● WORK ORDER: Would you return, word for word, the lines of the data below from the line with "2026 Bruno Meilick" through the line with "an empty set.", and no others?

● SUPPLIED ENTRIES:
■ ■ ■
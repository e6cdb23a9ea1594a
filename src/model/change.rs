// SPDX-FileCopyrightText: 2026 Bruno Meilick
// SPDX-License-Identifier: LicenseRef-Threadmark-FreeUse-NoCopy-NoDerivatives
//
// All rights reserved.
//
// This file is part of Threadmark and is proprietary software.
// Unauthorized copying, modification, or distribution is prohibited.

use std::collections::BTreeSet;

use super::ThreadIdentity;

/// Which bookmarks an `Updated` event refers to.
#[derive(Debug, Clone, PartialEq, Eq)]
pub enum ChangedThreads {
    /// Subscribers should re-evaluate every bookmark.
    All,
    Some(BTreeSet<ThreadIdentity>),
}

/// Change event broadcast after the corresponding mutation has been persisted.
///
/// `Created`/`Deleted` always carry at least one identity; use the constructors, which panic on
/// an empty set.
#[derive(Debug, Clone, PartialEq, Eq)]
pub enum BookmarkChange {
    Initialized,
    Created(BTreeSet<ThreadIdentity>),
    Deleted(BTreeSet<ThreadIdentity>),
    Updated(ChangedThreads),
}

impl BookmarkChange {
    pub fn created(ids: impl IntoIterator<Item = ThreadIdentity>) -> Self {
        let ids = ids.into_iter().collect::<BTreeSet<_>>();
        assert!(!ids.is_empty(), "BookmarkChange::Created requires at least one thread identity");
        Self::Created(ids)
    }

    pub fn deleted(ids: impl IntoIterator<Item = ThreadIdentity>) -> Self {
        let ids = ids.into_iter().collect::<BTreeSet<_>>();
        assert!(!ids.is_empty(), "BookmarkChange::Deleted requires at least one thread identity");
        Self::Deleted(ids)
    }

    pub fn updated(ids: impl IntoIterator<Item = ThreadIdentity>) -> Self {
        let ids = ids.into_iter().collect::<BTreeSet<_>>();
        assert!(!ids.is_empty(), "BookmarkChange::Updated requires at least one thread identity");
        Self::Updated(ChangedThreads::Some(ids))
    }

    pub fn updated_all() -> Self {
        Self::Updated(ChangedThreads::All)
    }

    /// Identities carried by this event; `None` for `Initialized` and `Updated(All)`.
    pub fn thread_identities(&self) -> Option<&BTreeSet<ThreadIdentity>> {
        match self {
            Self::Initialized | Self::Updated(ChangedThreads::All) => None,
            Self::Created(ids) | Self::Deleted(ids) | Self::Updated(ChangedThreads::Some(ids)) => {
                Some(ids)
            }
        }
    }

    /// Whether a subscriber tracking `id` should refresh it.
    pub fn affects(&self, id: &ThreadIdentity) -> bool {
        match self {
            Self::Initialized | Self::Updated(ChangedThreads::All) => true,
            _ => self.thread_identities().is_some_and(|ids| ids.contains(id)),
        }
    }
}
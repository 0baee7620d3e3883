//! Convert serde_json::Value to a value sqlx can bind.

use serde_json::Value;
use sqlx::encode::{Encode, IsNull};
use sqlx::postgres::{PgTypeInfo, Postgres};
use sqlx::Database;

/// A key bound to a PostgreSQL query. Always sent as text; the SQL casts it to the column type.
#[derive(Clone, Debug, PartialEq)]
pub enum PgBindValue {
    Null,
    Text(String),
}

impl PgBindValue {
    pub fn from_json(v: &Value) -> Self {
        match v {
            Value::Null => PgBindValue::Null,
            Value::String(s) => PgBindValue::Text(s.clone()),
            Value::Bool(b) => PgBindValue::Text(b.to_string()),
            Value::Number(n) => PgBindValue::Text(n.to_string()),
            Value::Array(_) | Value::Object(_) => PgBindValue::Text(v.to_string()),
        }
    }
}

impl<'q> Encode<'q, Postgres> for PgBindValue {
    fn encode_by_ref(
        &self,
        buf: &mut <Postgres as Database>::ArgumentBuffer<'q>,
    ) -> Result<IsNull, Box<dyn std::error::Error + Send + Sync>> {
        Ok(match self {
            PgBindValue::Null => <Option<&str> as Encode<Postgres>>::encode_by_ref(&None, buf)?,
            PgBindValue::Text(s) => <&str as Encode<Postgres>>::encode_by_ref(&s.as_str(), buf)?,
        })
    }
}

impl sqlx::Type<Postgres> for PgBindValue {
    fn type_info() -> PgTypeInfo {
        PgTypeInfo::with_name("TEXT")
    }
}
■ ■ ■
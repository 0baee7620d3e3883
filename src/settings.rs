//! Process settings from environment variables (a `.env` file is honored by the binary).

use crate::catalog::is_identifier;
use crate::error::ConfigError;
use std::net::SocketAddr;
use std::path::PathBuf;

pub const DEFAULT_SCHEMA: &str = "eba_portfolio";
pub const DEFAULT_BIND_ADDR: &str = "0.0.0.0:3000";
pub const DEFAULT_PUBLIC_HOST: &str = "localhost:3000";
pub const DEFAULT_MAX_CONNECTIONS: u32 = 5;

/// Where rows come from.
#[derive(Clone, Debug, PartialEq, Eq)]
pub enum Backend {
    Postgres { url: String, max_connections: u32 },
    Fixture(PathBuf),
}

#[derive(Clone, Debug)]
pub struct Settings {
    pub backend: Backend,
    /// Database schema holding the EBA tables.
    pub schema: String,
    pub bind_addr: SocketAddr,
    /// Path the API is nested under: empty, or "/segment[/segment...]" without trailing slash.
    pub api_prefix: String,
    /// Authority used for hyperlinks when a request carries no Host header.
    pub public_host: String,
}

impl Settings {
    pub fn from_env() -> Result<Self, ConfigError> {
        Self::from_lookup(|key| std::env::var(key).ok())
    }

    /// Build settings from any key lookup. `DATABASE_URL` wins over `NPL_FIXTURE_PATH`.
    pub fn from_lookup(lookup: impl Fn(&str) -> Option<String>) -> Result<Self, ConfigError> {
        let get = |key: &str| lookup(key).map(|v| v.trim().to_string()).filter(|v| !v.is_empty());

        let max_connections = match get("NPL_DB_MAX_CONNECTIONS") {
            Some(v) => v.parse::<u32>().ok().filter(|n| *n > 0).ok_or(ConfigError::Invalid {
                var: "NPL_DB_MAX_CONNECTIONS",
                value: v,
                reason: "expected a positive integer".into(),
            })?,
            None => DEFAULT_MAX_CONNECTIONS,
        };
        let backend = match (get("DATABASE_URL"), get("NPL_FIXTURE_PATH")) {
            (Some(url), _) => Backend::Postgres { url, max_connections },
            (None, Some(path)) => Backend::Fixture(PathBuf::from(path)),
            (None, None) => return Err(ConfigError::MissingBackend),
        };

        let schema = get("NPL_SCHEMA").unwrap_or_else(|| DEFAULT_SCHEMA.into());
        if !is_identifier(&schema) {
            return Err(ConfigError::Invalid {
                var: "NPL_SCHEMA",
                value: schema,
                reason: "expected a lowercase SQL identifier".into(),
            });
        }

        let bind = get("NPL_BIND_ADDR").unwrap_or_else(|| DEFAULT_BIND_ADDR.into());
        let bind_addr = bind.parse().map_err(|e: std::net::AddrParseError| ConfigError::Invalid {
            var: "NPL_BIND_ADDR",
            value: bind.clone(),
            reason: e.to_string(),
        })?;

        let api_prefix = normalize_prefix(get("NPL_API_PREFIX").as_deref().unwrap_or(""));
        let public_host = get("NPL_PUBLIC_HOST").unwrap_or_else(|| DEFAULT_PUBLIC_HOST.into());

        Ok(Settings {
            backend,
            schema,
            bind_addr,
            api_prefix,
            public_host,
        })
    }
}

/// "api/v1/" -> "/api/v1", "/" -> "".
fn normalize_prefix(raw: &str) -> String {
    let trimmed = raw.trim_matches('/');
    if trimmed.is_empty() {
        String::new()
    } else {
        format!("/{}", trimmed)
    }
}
■ ■ ■
● TASK ANSWER:
// SPDX-FileCopyrightText: 2026 Bruno Meilick
// SPDX-License-Identifier: LicenseRef-Threadmark-FreeUse-NoCopy-NoDerivatives
//
// All rights reserved.
//
// This file is part of Threadmark and is proprietary software.
// Unauthorized copying, modification, or distribution is prohibited.

use std::collections::BTreeSet;

use super::ThreadIdentity;

/// Which bookmarks an `Updated` event refers to.
#[derive(Debug, Clone, PartialEq, Eq)]
pub enum ChangedThreads {
    /// Subscribers should re-evaluate every bookmark.
    All,
    Some(BTreeSet<ThreadIdentity>),
}

/// Change event broadcast after the corresponding mutation has been persisted.
///
/// `Created`/`Deleted` always carry at least one identity; use the constructors, which panic on
/// an empty set.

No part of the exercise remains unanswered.